During Gqiba's term as Ambassador to Israel, he was the subject of an incident at Ben Gurion International Airport where he was allegedly "publicly humiliated and treated in a racist manner" by a border control officer. According to Gqiba, he was returning to Israel from a visit to South Africa when a border control officer confiscated his diplomatic passport, called the police, and treated him in a way he described as degrading, verbally abusive, and "bordering on a breach of basic human rights." Gqiba said that he had never before been treated in such a degrading manner--"even during the apartheid era in South Africa."

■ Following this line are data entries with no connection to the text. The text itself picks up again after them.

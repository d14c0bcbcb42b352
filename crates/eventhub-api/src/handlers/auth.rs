//! Auth handlers. Register, login, me.

use axum::Json;
use axum::extract::State;
use axum::http::StatusCode;

use crate::dto::request::{LoginRequest, RegisterRequest};
use crate::dto::response::{ApiResponse, SessionResponse, UserResponse};
use crate::error::ApiError;
use crate::extractors::AuthUser;
use crate::state::AppState;

/// POST /api/auth/register
pub async fn register(
    State(state): State<AppState>,
    Json(req): Json<RegisterRequest>,
) -> Result<(StatusCode, Json<ApiResponse<SessionResponse>>), ApiError> {
    let user = state.user_service.register(req.into()).await?;
    let issued = state.token_codec.issue(user.id, &user.username)?;

    Ok((
        StatusCode::CREATED,
        Json(ApiResponse::ok(SessionResponse {
            token: issued.token,
            expires_at: issued.expires_at,
            user: user.into(),
        })),
    ))
}

/// POST /api/auth/login
pub async fn login(
    State(state): State<AppState>,
    Json(req): Json<LoginRequest>,
) -> Result<Json<ApiResponse<SessionResponse>>, ApiError> {
    let user = state
        .user_service
        .authenticate(&req.email, &req.password)
        .await?;
    let issued = state.token_codec.issue(user.id, &user.username)?;

    Ok(Json(ApiResponse::ok(SessionResponse {
        token: issued.token,
        expires_at: issued.expires_at,
        user: user.into(),
    })))
}

/// GET /api/auth/me
pub async fn me(
    State(state): State<AppState>,
    auth: AuthUser,
) -> Result<Json<ApiResponse<UserResponse>>, ApiError> {
    let user = state.user_service.get_profile(auth.user_id).await?;
    Ok(Json(ApiResponse::ok(user.into())))
}
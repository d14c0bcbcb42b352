//! Listing filter for the public event catalogue.

use serde::{Deserialize, Serialize};

use super::category::Category;

/// Filter applied to the upcoming-events listing.
///
/// Both narrowing criteria are optional and combine with AND. The search
/// term matches case-insensitively as a substring of the title,
/// description, or location (any one match qualifies).
#[derive(Debug, Clone, Default, Serialize, Deserialize)]
pub struct EventFilter {
    /// Restrict to a single category (exact match). `None` means all.
    pub category: Option<Category>,
    /// Free-text search term.
    pub search: Option<String>,
}

impl EventFilter {
    /// A filter that matches every upcoming event.
    pub fn all() -> Self {
        Self::default()
    }

    /// Restrict to a category.
    pub fn with_category(mut self, category: Category) -> Self {
        self.category = Some(category);
        self
    }

    /// Restrict by a search term.
    pub fn with_search(mut self, search: impl Into<String>) -> Self {
        self.search = Some(search.into());
        self
    }

    /// The search term, if it is non-blank.
    pub fn search_term(&self) -> Option<&str> {
        self.search
            .as_deref()
            .map(str::trim)
            .filter(|s| !s.is_empty())
    }
}
//! Route definitions for the EventHub HTTP API.
//!
//! All routes are organized by domain and mounted under `/api`. The
//! router receives `AppState` and threads it through every handler via
//! Axum's `State` extractor.

use axum::{
    Router,
    routing::{delete, get, post, put},
};
use tower_http::cors::{Any, CorsLayer};
use tower_http::trace::TraceLayer;

use eventhub_core::config::app::CorsConfig;

use crate::handlers;
use crate::state::AppState;

/// Build the complete Axum router with all routes and middleware.
pub fn build_router(state: AppState) -> Router {
    let api_routes = Router::new()
        .merge(auth_routes())
        .merge(user_routes())
        .merge(event_routes())
        .merge(health_routes());

    let cors = build_cors_layer(&state.config.server.cors);

    Router::new()
        .nest("/api", api_routes)
        .layer(TraceLayer::new_for_http())
        .layer(cors)
        .with_state(state)
}

/// Auth endpoints: register, login, me
fn auth_routes() -> Router<AppState> {
    Router::new()
        .route("/auth/register", post(handlers::auth::register))
        .route("/auth/login", post(handlers::auth::login))
        .route("/auth/me", get(handlers::auth::me))
}

/// User self-service endpoints
fn user_routes() -> Router<AppState> {
    Router::new()
        .route("/users/me", get(handlers::user::get_profile))
        .route("/users/me", put(handlers::user::update_profile))
        .route("/users/me/events", get(handlers::user::organized_events))
        .route(
            "/users/me/attending",
            get(handlers::user::attending_events),
        )
}

/// Event listing, detail, lifecycle, and RSVP endpoints
fn event_routes() -> Router<AppState> {
    Router::new()
        .route("/events", get(handlers::event::list_events))
        .route("/events", post(handlers::event::create_event))
        .route("/events/{id}", get(handlers::event::get_event))
        .route("/events/{id}", put(handlers::event::update_event))
        .route("/events/{id}", delete(handlers::event::delete_event))
        .route("/events/{id}/join", post(handlers::event::join_event))
        .route("/events/{id}/join", delete(handlers::event::leave_event))
}

/// Health check endpoint (no auth required)
fn health_routes() -> Router<AppState> {
    Router::new().route("/health", get(handlers::health::health))
}

/// Build CORS layer from configuration
fn build_cors_layer(config: &CorsConfig) -> CorsLayer {
    let mut cors = CorsLayer::new().allow_methods(Any).allow_headers(Any);

    if config.allowed_origins.contains(&"*".to_string()) {
        cors = cors.allow_origin(Any);
    } else {
        let origins: Vec<axum::http::HeaderValue> = config
            .allowed_origins
            .iter()
            .filter_map(|o| o.parse().ok())
            .collect();
        cors = cors.allow_origin(origins);
    }

    cors
}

In interviews with the press, Gqiba praised Israelis as a "loving people" and stated that it was a problem with one individual, not the Israeli people in general, He said he preferred to handle the issue through official channels and was satisfied with the apology offered by both the Israeli Foreign Ministry and the Israel Airports Authority, which promised to pursue a thorough investigation of the incident.

==Views and opinions==
Gqiba notes that the anti-apartheid struggle in his nation was different from the Israeli-Palestinian conflict in many ways, including the fact that the former was political, not religious:
"Ours was a political struggle, not a religious one. But central people were highly religious. Here the foundation is religious. Whenever religion is central to the struggle, it's difficult to control. There's hatred, hatred, hatred. It's very dangerous, because people want to prove that their God is superior."

Gqiba believes that Israelis and Palestinians could learn valuable lessons from the achievements of his nation. He stated that in South Africa, "we stopped being foolish and began accepting each other in the image of God," and believes that the day will come for Israels and Palestinians as well, when "It will be a new dawn of sustainable peace in which the children of Abraham will stop slaughtering each other."

Gqiba strongly criticised suicide bombings, calling "suicide terrorism" morally unjustified, against international law, and against the code of the military.

In response to a question about racism in an interview at Harvard Law School, Gqiba said that while much authority in Israel is in the hands of white citizens who came from countries like Poland, and represent Ashkenazic Judaism, it is not possible to define Israel as a "white nation":
"[Some people say]...that Israel is the extension of the racist, white South Africa. ...that was my understanding before I came here. I regarded Jews as whites. Purely whites. But when I came here I discovered that, no, these guys are not purely whites. They are mixed. It's some kind of a, shall we say, a melting pot. You’ve got people from all over the world. You’ve got Indian Jews, you’ve got African Jews, and you’ve got even Chinese Jews, right? I began to say to our comrades, "No, Israel is not a white country."

==Eulogy for chief rabbi==
Gqiba delivered the eulogy at the funeral of Rabbi Cyril Harris, former Chief Rabbi of South Africa, at the Har Hamenuhot Cemetery in Israel, praising him as a prophet and a hero, who spoke out with a "bold and consistent voice" against the old apartheid system. He said that the rabbi's death "caused our young democratic state to weep," and that "a part of South Africa lies with him."